• _Dataset extract_
════════

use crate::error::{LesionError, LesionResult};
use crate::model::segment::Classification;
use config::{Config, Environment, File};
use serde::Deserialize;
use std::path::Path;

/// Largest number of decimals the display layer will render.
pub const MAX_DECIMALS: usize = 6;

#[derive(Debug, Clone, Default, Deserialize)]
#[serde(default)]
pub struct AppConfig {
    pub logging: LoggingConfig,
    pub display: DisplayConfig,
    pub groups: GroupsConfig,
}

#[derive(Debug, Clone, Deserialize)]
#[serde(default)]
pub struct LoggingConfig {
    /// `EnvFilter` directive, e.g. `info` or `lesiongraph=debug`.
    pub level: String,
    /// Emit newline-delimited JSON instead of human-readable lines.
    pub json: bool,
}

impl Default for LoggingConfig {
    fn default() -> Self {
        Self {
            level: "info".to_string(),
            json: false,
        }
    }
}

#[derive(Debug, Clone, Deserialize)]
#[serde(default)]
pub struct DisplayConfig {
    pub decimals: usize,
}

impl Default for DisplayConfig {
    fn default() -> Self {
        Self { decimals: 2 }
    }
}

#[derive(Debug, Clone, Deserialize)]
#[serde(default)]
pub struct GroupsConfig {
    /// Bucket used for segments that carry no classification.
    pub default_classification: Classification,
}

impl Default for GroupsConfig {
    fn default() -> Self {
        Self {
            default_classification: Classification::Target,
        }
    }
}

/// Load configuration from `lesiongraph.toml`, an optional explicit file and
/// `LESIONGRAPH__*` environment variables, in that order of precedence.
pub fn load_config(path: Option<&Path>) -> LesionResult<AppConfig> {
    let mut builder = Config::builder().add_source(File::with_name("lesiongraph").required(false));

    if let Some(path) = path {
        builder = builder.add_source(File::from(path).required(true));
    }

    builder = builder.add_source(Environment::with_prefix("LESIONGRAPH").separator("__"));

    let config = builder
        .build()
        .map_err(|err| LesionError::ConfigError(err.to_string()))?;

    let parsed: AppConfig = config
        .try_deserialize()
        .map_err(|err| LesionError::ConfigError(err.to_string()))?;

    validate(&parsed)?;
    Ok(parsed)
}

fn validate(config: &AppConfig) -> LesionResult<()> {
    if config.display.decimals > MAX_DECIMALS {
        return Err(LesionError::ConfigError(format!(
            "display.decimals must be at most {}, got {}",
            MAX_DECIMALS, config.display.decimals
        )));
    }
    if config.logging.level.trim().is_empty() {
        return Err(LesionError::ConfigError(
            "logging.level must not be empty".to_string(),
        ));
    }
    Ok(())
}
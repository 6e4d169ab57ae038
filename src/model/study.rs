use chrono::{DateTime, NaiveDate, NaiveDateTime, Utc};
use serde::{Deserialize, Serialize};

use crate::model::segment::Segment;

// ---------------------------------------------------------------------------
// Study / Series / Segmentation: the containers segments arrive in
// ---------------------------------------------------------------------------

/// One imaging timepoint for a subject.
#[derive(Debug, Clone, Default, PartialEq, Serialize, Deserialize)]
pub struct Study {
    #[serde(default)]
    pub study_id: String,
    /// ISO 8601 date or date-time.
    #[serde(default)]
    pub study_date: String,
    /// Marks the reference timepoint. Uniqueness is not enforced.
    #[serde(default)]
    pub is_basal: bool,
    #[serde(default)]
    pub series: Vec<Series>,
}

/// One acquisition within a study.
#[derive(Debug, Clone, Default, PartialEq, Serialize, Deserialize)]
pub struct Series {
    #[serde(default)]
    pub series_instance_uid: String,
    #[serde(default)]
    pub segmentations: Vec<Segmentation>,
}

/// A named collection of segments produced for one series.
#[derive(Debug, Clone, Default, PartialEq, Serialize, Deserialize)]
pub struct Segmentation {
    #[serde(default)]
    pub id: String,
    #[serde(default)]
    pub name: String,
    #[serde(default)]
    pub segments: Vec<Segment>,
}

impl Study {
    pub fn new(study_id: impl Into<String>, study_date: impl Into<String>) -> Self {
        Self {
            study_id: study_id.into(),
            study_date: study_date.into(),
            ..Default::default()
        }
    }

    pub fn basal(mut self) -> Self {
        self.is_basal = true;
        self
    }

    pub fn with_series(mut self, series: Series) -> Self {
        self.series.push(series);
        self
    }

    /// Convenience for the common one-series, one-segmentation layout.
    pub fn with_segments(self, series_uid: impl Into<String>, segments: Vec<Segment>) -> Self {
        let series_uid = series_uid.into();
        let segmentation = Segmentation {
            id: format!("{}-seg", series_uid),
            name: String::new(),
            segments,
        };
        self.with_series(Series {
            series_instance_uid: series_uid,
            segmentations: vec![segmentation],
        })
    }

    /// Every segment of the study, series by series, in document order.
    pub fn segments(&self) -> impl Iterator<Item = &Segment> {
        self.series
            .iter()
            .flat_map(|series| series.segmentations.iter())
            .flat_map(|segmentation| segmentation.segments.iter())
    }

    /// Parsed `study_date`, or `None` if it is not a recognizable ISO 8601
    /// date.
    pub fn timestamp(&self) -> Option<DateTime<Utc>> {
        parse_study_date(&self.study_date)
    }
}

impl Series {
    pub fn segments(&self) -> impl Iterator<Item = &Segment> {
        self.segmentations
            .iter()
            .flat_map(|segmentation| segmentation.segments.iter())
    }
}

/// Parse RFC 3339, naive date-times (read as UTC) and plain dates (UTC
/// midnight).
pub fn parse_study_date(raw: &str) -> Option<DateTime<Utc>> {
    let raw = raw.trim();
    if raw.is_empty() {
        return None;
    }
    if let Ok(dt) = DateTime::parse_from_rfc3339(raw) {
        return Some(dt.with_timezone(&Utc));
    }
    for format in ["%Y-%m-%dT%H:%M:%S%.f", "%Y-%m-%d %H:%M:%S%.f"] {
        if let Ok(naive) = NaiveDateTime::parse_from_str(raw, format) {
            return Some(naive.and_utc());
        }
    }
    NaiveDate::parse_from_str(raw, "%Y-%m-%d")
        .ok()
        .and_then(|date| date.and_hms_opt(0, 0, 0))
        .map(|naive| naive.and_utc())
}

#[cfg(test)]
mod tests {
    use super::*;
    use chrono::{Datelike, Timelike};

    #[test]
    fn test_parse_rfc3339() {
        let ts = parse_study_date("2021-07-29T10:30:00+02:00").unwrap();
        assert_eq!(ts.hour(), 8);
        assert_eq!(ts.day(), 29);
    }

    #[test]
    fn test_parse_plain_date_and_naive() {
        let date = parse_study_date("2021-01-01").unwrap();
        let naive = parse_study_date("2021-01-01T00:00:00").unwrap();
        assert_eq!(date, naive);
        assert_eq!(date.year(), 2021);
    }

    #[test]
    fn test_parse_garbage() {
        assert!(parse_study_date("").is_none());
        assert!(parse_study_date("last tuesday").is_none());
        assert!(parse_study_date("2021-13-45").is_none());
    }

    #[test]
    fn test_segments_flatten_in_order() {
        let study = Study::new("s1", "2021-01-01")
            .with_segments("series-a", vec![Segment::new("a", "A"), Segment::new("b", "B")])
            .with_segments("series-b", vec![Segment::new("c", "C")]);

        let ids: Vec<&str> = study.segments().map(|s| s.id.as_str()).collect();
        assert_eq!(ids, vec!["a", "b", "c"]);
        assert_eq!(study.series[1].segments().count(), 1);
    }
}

════════

• _Your task_
Transcribe the listing above verbatim, leaving every line whole.

• _The completed task_
use crate::error::{LesionError, LesionResult};
use crate::model::segment::Classification;
use config::{Config, Environment, File};
use serde::Deserialize;
use std::path::Path;

/// Largest number of decimals the display layer will render.
pub const MAX_DECIMALS: usize = 6;

#[derive(Debug, Clone, Default, Deserialize)]
#[serde(default)]
pub struct AppConfig {
    pub logging: LoggingConfig,
    pub display: DisplayConfig,
    pub groups: GroupsConfig,
}

#[derive(Debug, Clone, Deserialize)]
#[serde(default)]
pub struct LoggingConfig {
    /// `EnvFilter` directive, e.g. `info` or `lesiongraph=debug`.
    pub level: String,
    /// Emit newline-delimited JSON instead of human-readable lines.
    pub json: bool,
}

impl Default for LoggingConfig {
    fn default() -> Self {
        Self {
            level: "info".to_string(),
            json: false,
        }
    }
}

#[derive(Debug, Clone, Deserialize)]
#[serde(default)]
pub struct DisplayConfig {
    pub decimals: usize,
}

impl Default for DisplayConfig {
    fn default() -> Self {
        Self { decimals: 2 }
    }
}

#[derive(Debug, Clone, Deserialize)]
#[serde(default)]
pub struct GroupsConfig {
    /// Bucket used for segments that carry no classification.
    pub default_classification: Classification,
}

impl Default for GroupsConfig {
    fn default() -> Self {
        Self {
            default_classification: Classification::Target,
        }
    }
}

/// Load configuration from `lesiongraph.toml`, an optional explicit file and
/// `LESIONGRAPH__*` environment variables, in that order of precedence.
pub fn load_config(path: Option<&Path>) -> LesionResult<AppConfig> {
    let mut builder = Config::builder().add_source(File::with_name("lesiongraph").required(false));

    if let Some(path) = path {
        builder = builder.add_source(File::from(path).required(true));
    }

    builder = builder.add_source(Environment::with_prefix("LESIONGRAPH").separator("__"));

    let config = builder
        .build()
        .map_err(|err| LesionError::ConfigError(err.to_string()))?;

    let parsed: AppConfig = config
        .try_deserialize()
        .map_err(|err| LesionError::ConfigError(err.to_string()))?;

    validate(&parsed)?;
    Ok(parsed)
}

fn validate(config: &AppConfig) -> LesionResult<()> {
    if config.display.decimals > MAX_DECIMALS {
        return Err(LesionError::ConfigError(format!(
            "display.decimals must be at most {}, got {}",
            MAX_DECIMALS, config.display.decimals
        )));
    }
    if config.logging.level.trim().is_empty() {
        return Err(LesionError::ConfigError(
            "logging.level must not be empty".to_string(),
        ));
    }
    Ok(())
}
repository 6e4d169ab57ae038
filename src/model/study.rs
use chrono::{DateTime, NaiveDate, NaiveDateTime, Utc};
use serde::{Deserialize, Serialize};

use crate::model::segment::Segment;

// ---------------------------------------------------------------------------
// Study / Series / Segmentation: the containers segments arrive in
// ---------------------------------------------------------------------------

/// One imaging timepoint for a subject.
#[derive(Debug, Clone, Default, PartialEq, Serialize, Deserialize)]
pub struct Study {
    #[serde(default)]
    pub study_id: String,
    /// ISO 8601 date or date-time.
    #[serde(default)]
    pub study_date: String,
    /// Marks the reference timepoint. Uniqueness is not enforced.
    #[serde(default)]
    pub is_basal: bool,
    #[serde(default)]
    pub series: Vec<Series>,
}

/// One acquisition within a study.
#[derive(Debug, Clone, Default, PartialEq, Serialize, Deserialize)]
pub struct Series {
    #[serde(default)]
    pub series_instance_uid: String,
    #[serde(default)]
    pub segmentations: Vec<Segmentation>,
}

/// A named collection of segments produced for one series.
#[derive(Debug, Clone, Default, PartialEq, Serialize, Deserialize)]
pub struct Segmentation {
    #[serde(default)]
    pub id: String,
    #[serde(default)]
    pub name: String,
    #[serde(default)]
    pub segments: Vec<Segment>,
}

impl Study {
    pub fn new(study_id: impl Into<String>, study_date: impl Into<String>) -> Self {
        Self {
            study_id: study_id.into(),
            study_date: study_date.into(),
            ..Default::default()
        }
    }

    pub fn basal(mut self) -> Self {
        self.is_basal = true;
        self
    }

    pub fn with_series(mut self, series: Series) -> Self {
        self.series.push(series);
        self
    }

    /// Convenience for the common one-series, one-segmentation layout.
    pub fn with_segments(self, series_uid: impl Into<String>, segments: Vec<Segment>) -> Self {
        let series_uid = series_uid.into();
        let segmentation = Segmentation {
            id: format!("{}-seg", series_uid),
            name: String::new(),
            segments,
        };
        self.with_series(Series {
            series_instance_uid: series_uid,
            segmentations: vec![segmentation],
        })
    }

    /// Every segment of the study, series by series, in document order.
    pub fn segments(&self) -> impl Iterator<Item = &Segment> {
        self.series
            .iter()
            .flat_map(|series| series.segmentations.iter())
            .flat_map(|segmentation| segmentation.segments.iter())
    }

    /// Parsed `study_date`, or `None` if it is not a recognizable ISO 8601
    /// date.
    pub fn timestamp(&self) -> Option<DateTime<Utc>> {
        parse_study_date(&self.study_date)
    }
}

impl Series {
    pub fn segments(&self) -> impl Iterator<Item = &Segment> {
        self.segmentations
            .iter()
            .flat_map(|segmentation| segmentation.segments.iter())
    }
}

/// Parse RFC 3339, naive date-times (read as UTC) and plain dates (UTC
/// midnight).
pub fn parse_study_date(raw: &str) -> Option<DateTime<Utc>> {
    let raw = raw.trim();
    if raw.is_empty() {
        return None;
    }
    if let Ok(dt) = DateTime::parse_from_rfc3339(raw) {
        return Some(dt.with_timezone(&Utc));
    }
    for format in ["%Y-%m-%dT%H:%M:%S%.f", "%Y-%m-%d %H:%M:%S%.f"] {
        if let Ok(naive) = NaiveDateTime::parse_from_str(raw, format) {
            return Some(naive.and_utc());
        }
    }
    NaiveDate::parse_from_str(raw, "%Y-%m-%d")
        .ok()
        .and_then(|date| date.and_hms_opt(0, 0, 0))
        .map(|naive| naive.and_utc())
}

#[cfg(test)]
mod tests {
    use super::*;
    use chrono::{Datelike, Timelike};

    #[test]
    fn test_parse_rfc3339() {
        let ts = parse_study_date("2021-07-29T10:30:00+02:00").unwrap();
        assert_eq!(ts.hour(), 8);
        assert_eq!(ts.day(), 29);
    }

    #[test]
    fn test_parse_plain_date_and_naive() {
        let date = parse_study_date("2021-01-01").unwrap();
        let naive = parse_study_date("2021-01-01T00:00:00").unwrap();
        assert_eq!(date, naive);
        assert_eq!(date.year(), 2021);
    }

    #[test]
    fn test_parse_garbage() {
        assert!(parse_study_date("").is_none());
        assert!(parse_study_date("last tuesday").is_none());
        assert!(parse_study_date("2021-13-45").is_none());
    }

    #[test]
    fn test_segments_flatten_in_order() {
        let study = Study::new("s1", "2021-01-01")
            .with_segments("series-a", vec![Segment::new("a", "A"), Segment::new("b", "B")])
            .with_segments("series-b", vec![Segment::new("c", "C")]);

        let ids: Vec<&str> = study.segments().map(|s| s.id.as_str()).collect();
        assert_eq!(ids, vec!["a", "b", "c"]);
        assert_eq!(study.series[1].segments().count(), 1);
    }
}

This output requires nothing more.